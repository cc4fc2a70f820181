//! Reversible commands.
//!
//! A `Command` is an immutable value describing one user-visible mutation.
//! It carries the "before" values captured when the gesture completed, so
//! `undo` never has to read whatever the stores currently hold. Commands
//! reach the stores only through the [`Stores`] handle passed in by the
//! engine.
//!
//! Continuous gestures (wheel zoom, pinch, drag-pan, note drag) produce a
//! command per event. Consecutive commands on the same target merge into one:
//! the merged command keeps the earliest "before" and the latest "after".

use crate::time::Timestamp;
use nc_core::{Canvas, CanvasId, CanvasSnapshot, Note, NoteId, Point, StoreError, Stores, Vec2};
use serde::{Deserialize, Serialize};
use smallvec::SmallVec;
use std::fmt;

/// Operation tag of a command, for history panels.
#[derive(Debug, Clone, Copy, PartialEq, Eq, Hash, Serialize, Deserialize)]
#[serde(rename_all = "snake_case")]
pub enum CommandType {
    CreateCanvas,
    DeleteCanvas,
    SwitchCanvas,
    Zoom,
    Pan,
    CreateNote,
    DeleteNotes,
    MoveNote,
}

impl CommandType {
    pub fn as_str(self) -> &'static str {
        match self {
            CommandType::CreateCanvas => "create_canvas",
            CommandType::DeleteCanvas => "delete_canvas",
            CommandType::SwitchCanvas => "switch_canvas",
            CommandType::Zoom => "zoom",
            CommandType::Pan => "pan",
            CommandType::CreateNote => "create_note",
            CommandType::DeleteNotes => "delete_notes",
            CommandType::MoveNote => "move_note",
        }
    }
}

impl fmt::Display for CommandType {
    fn fmt(&self, f: &mut fmt::Formatter<'_>) -> fmt::Result {
        f.write_str(self.as_str())
    }
}

/// The mutation a command performs, with its captured before/after values.
#[derive(Debug, Clone, PartialEq)]
pub enum CommandKind {
    /// The canvas was already created by the caller; undo deletes it.
    CreateCanvas { canvas: Canvas },
    /// Cascade delete: the canvas and every note on it.
    DeleteCanvas {
        canvas: Canvas,
        notes: Vec<Note>,
        was_active: bool,
    },
    SwitchCanvas {
        from: Option<CanvasId>,
        to: CanvasId,
    },
    Zoom {
        canvas: CanvasId,
        old: f64,
        new: f64,
    },
    Pan {
        canvas: CanvasId,
        old: Vec2,
        new: Vec2,
    },
    /// The note was already created by the caller; undo deletes it.
    CreateNote { note: Note },
    DeleteNotes { notes: SmallVec<[Note; 4]> },
    MoveNote { note: NoteId, old: Point, new: Point },
}

/// Identity of the thing a mergeable command targets.
#[derive(Debug, Clone, Copy, PartialEq, Eq)]
enum MergeKey {
    Zoom(CanvasId),
    Pan(CanvasId),
    MoveNote(NoteId),
}

impl CommandKind {
    pub fn command_type(&self) -> CommandType {
        match self {
            CommandKind::CreateCanvas { .. } => CommandType::CreateCanvas,
            CommandKind::DeleteCanvas { .. } => CommandType::DeleteCanvas,
            CommandKind::SwitchCanvas { .. } => CommandType::SwitchCanvas,
            CommandKind::Zoom { .. } => CommandType::Zoom,
            CommandKind::Pan { .. } => CommandType::Pan,
            CommandKind::CreateNote { .. } => CommandType::CreateNote,
            CommandKind::DeleteNotes { .. } => CommandType::DeleteNotes,
            CommandKind::MoveNote { .. } => CommandType::MoveNote,
        }
    }

    /// Default human-readable label.
    pub fn describe(&self) -> String {
        match self {
            CommandKind::CreateCanvas { canvas } => format!("Create canvas \"{}\"", canvas.name),
            CommandKind::DeleteCanvas { canvas, .. } => format!("Delete canvas \"{}\"", canvas.name),
            CommandKind::SwitchCanvas { to, .. } => format!("Switch to {to}"),
            CommandKind::Zoom { new, .. } => format!("Zoom to {:.0}%", new * 100.0),
            CommandKind::Pan { .. } => "Pan canvas".to_string(),
            CommandKind::CreateNote { .. } => "Add note".to_string(),
            CommandKind::DeleteNotes { notes } if notes.len() == 1 => "Delete note".to_string(),
            CommandKind::DeleteNotes { notes } => format!("Delete {} notes", notes.len()),
            CommandKind::MoveNote { .. } => "Move note".to_string(),
        }
    }

    fn merge_key(&self) -> Option<MergeKey> {
        match self {
            CommandKind::Zoom { canvas, .. } => Some(MergeKey::Zoom(*canvas)),
            CommandKind::Pan { canvas, .. } => Some(MergeKey::Pan(*canvas)),
            CommandKind::MoveNote { note, .. } => Some(MergeKey::MoveNote(*note)),
            _ => None,
        }
    }
}

/// One reversible entry in the history.
#[derive(Debug, Clone, PartialEq)]
pub struct Command {
    kind: CommandKind,
    description: String,
    timestamp: Timestamp,
}

impl Command {
    /// Wrap `kind`, stamping it with the current time and its default label.
    pub fn new(kind: CommandKind) -> Self {
        Self {
            description: kind.describe(),
            timestamp: Timestamp::now(),
            kind,
        }
    }

    pub fn create_canvas(canvas: Canvas) -> Self {
        Self::new(CommandKind::CreateCanvas { canvas })
    }

    pub fn delete_canvas(snapshot: CanvasSnapshot) -> Self {
        Self::new(CommandKind::DeleteCanvas {
            canvas: snapshot.canvas,
            notes: snapshot.notes,
            was_active: snapshot.was_active,
        })
    }

    pub fn switch_canvas(from: Option<CanvasId>, to: CanvasId) -> Self {
        Self::new(CommandKind::SwitchCanvas { from, to })
    }

    pub fn zoom(canvas: CanvasId, old: f64, new: f64) -> Self {
        Self::new(CommandKind::Zoom { canvas, old, new })
    }

    pub fn pan(canvas: CanvasId, old: Vec2, new: Vec2) -> Self {
        Self::new(CommandKind::Pan { canvas, old, new })
    }

    pub fn create_note(note: Note) -> Self {
        Self::new(CommandKind::CreateNote { note })
    }

    pub fn delete_notes(notes: impl IntoIterator<Item = Note>) -> Self {
        Self::new(CommandKind::DeleteNotes {
            notes: notes.into_iter().collect(),
        })
    }

    pub fn move_note(note: NoteId, old: Point, new: Point) -> Self {
        Self::new(CommandKind::MoveNote { note, old, new })
    }

    /// Replace the default label.
    pub fn with_description(mut self, description: impl Into<String>) -> Self {
        self.description = description.into();
        self
    }

    /// Override the creation time.
    pub fn at(mut self, timestamp: Timestamp) -> Self {
        self.timestamp = timestamp;
        self
    }

    pub fn kind(&self) -> &CommandKind {
        &self.kind
    }

    pub fn description(&self) -> &str {
        &self.description
    }

    pub fn timestamp(&self) -> Timestamp {
        self.timestamp
    }

    pub fn command_type(&self) -> CommandType {
        self.kind.command_type()
    }

    /// Apply the forward mutation. Replaying after an undo reproduces the
    /// state the first application produced.
    pub async fn execute(&self, stores: &Stores) -> Result<(), StoreError> {
        log::trace!("execute {:?}", self.description);
        match &self.kind {
            CommandKind::CreateCanvas { canvas } => {
                if stores.canvases.canvas(canvas.id).is_none() {
                    stores.canvases.restore_canvas(canvas).await?;
                }
            }
            CommandKind::DeleteCanvas { canvas, notes, .. } => {
                // A retry after a failed canvas delete finds these already gone.
                let ids: Vec<NoteId> = notes
                    .iter()
                    .map(|n| n.id)
                    .filter(|id| stores.notes.note(*id).is_some())
                    .collect();
                if !ids.is_empty() {
                    stores.notes.delete_notes(&ids).await?;
                }
                stores.canvases.delete_canvas(canvas.id).await?;
            }
            CommandKind::SwitchCanvas { to, .. } => {
                stores.canvases.set_active_canvas(Some(*to)).await?;
            }
            CommandKind::Zoom { canvas, new, .. } => {
                stores.canvases.set_scale(*canvas, *new).await?;
            }
            CommandKind::Pan { canvas, new, .. } => {
                stores.canvases.set_offset(*canvas, *new).await?;
            }
            CommandKind::CreateNote { note } => {
                if stores.notes.note(note.id).is_none() {
                    stores.notes.restore_notes(std::slice::from_ref(note)).await?;
                }
            }
            CommandKind::DeleteNotes { notes } => {
                let ids: Vec<NoteId> = notes.iter().map(|n| n.id).collect();
                stores.notes.delete_notes(&ids).await?;
            }
            CommandKind::MoveNote { note, new, .. } => {
                stores.notes.move_note(*note, *new).await?;
            }
        }
        Ok(())
    }

    /// Restore the state from before `execute`, using only captured values.
    pub async fn undo(&self, stores: &Stores) -> Result<(), StoreError> {
        log::trace!("undo {:?}", self.description);
        match &self.kind {
            CommandKind::CreateCanvas { canvas } => {
                stores.canvases.delete_canvas(canvas.id).await?;
            }
            CommandKind::DeleteCanvas {
                canvas,
                notes,
                was_active,
            } => {
                stores.canvases.restore_canvas(canvas).await?;
                if !notes.is_empty() {
                    stores.notes.restore_notes(notes).await?;
                }
                if *was_active {
                    stores.canvases.set_active_canvas(Some(canvas.id)).await?;
                }
            }
            CommandKind::SwitchCanvas { from, .. } => {
                stores.canvases.set_active_canvas(*from).await?;
            }
            CommandKind::Zoom { canvas, old, .. } => {
                stores.canvases.set_scale(*canvas, *old).await?;
            }
            CommandKind::Pan { canvas, old, .. } => {
                stores.canvases.set_offset(*canvas, *old).await?;
            }
            CommandKind::CreateNote { note } => {
                stores.notes.delete_note(note.id).await?;
            }
            CommandKind::DeleteNotes { notes } => {
                stores.notes.restore_notes(notes).await?;
            }
            CommandKind::MoveNote { note, old, .. } => {
                stores.notes.move_note(*note, *old).await?;
            }
        }
        Ok(())
    }

    /// Whether this kind of command ever merges.
    pub fn is_mergeable(&self) -> bool {
        self.kind.merge_key().is_some()
    }

    /// Same mergeable operation on the same target as `other`.
    /// Time is not considered here; the engine applies the merge window.
    pub fn can_merge_with(&self, other: &Command) -> bool {
        match self.kind.merge_key() {
            Some(key) => other.kind.merge_key() == Some(key),
            None => false,
        }
    }

    /// Combine `earlier` (already on the stack) with `self` into a new
    /// command spanning both: `earlier`'s before-value, `self`'s
    /// after-value, `self`'s timestamp. Returns `None` if they don't merge.
    pub fn merge_with(&self, earlier: &Command) -> Option<Command> {
        let kind = match (&earlier.kind, &self.kind) {
            (
                CommandKind::Zoom { canvas, old, .. },
                CommandKind::Zoom {
                    canvas: target,
                    new,
                    ..
                },
            ) if canvas == target => CommandKind::Zoom {
                canvas: *canvas,
                old: *old,
                new: *new,
            },
            (
                CommandKind::Pan { canvas, old, .. },
                CommandKind::Pan {
                    canvas: target,
                    new,
                    ..
                },
            ) if canvas == target => CommandKind::Pan {
                canvas: *canvas,
                old: *old,
                new: *new,
            },
            (
                CommandKind::MoveNote { note, old, .. },
                CommandKind::MoveNote {
                    note: target, new, ..
                },
            ) if note == target => CommandKind::MoveNote {
                note: *note,
                old: *old,
                new: *new,
            },
            _ => return None,
        };
        Some(Command {
            description: kind.describe(),
            timestamp: self.timestamp,
            kind,
        })
    }
}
______
PROBLEM REQUIREMENTS -> An exact repetition of the material above is required, from its first line through the line holding "command per event.", with nothing added.

EXERCISE OUTPUT ->
repository cc4fc2a70f820181
//! Reversible commands.
//!
//! A `Command` is an immutable value describing one user-visible mutation.
//! It carries the "before" values captured when the gesture completed, so
//! `undo` never has to read whatever the stores currently hold. Commands
//! reach the stores only through the [`Stores`] handle passed in by the
//! engine.
//!
//! Continuous gestures (wheel zoom, pinch, drag-pan, note drag) produce a
//! command per event. Consecutive commands on the same target merge into one:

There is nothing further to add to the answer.